======== INFORMATION SHOWN

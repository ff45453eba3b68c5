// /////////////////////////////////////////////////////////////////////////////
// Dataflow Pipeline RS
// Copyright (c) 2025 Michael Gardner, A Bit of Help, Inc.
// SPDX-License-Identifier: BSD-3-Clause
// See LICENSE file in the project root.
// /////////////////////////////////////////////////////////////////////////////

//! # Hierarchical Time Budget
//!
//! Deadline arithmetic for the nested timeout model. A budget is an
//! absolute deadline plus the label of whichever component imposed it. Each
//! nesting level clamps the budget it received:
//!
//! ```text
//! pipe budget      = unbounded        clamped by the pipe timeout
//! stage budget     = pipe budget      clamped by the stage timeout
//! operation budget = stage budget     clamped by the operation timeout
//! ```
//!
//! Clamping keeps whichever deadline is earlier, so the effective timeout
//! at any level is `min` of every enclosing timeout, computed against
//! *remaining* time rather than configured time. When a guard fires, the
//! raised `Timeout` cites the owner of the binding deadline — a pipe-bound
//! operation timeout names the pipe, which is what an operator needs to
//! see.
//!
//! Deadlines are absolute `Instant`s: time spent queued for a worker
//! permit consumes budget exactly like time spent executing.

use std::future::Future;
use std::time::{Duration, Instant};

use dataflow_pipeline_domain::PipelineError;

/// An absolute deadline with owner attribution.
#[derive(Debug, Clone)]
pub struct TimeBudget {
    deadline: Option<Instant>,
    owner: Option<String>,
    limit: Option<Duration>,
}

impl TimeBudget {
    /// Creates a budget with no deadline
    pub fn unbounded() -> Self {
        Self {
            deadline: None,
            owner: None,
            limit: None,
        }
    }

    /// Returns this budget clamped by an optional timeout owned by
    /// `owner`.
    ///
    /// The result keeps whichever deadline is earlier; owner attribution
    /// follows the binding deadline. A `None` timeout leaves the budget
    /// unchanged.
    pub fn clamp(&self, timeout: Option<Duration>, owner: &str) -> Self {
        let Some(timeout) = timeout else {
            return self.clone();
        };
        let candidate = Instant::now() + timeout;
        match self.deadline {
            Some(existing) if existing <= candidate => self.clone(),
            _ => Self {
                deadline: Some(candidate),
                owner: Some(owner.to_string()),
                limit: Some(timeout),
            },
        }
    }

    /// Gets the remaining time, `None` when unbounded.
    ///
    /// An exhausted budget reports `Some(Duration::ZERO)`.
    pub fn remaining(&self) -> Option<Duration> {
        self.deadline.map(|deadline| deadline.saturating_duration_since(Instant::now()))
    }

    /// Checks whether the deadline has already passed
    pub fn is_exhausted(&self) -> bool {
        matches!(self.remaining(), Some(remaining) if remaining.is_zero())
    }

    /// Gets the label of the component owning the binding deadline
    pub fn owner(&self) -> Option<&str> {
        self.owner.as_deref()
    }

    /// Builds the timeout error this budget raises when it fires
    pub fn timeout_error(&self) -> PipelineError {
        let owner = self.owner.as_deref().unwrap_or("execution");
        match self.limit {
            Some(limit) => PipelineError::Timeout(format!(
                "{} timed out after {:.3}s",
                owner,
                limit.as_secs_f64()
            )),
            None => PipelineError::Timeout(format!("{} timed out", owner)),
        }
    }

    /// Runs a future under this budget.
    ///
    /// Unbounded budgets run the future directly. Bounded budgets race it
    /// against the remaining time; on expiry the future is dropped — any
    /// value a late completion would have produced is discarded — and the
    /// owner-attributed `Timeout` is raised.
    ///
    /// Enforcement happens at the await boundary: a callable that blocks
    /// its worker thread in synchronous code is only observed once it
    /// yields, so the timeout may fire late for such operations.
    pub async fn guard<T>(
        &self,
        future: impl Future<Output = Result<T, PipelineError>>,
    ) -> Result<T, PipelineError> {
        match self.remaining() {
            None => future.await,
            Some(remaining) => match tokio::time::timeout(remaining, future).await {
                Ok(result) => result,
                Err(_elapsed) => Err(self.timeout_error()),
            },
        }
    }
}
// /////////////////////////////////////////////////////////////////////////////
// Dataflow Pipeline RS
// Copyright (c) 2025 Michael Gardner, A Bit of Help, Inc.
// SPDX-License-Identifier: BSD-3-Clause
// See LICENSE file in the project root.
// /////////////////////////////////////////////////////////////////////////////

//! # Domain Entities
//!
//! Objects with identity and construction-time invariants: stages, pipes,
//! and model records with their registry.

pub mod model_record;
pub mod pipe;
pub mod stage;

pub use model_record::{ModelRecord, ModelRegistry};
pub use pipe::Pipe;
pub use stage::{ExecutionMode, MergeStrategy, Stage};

================

• EXERCISE INSTRUCTIONS:
Please go through the data above and copy every line that has the word "TimeBudget".

• FINISHED TASK:
pub struct TimeBudget {
impl TimeBudget {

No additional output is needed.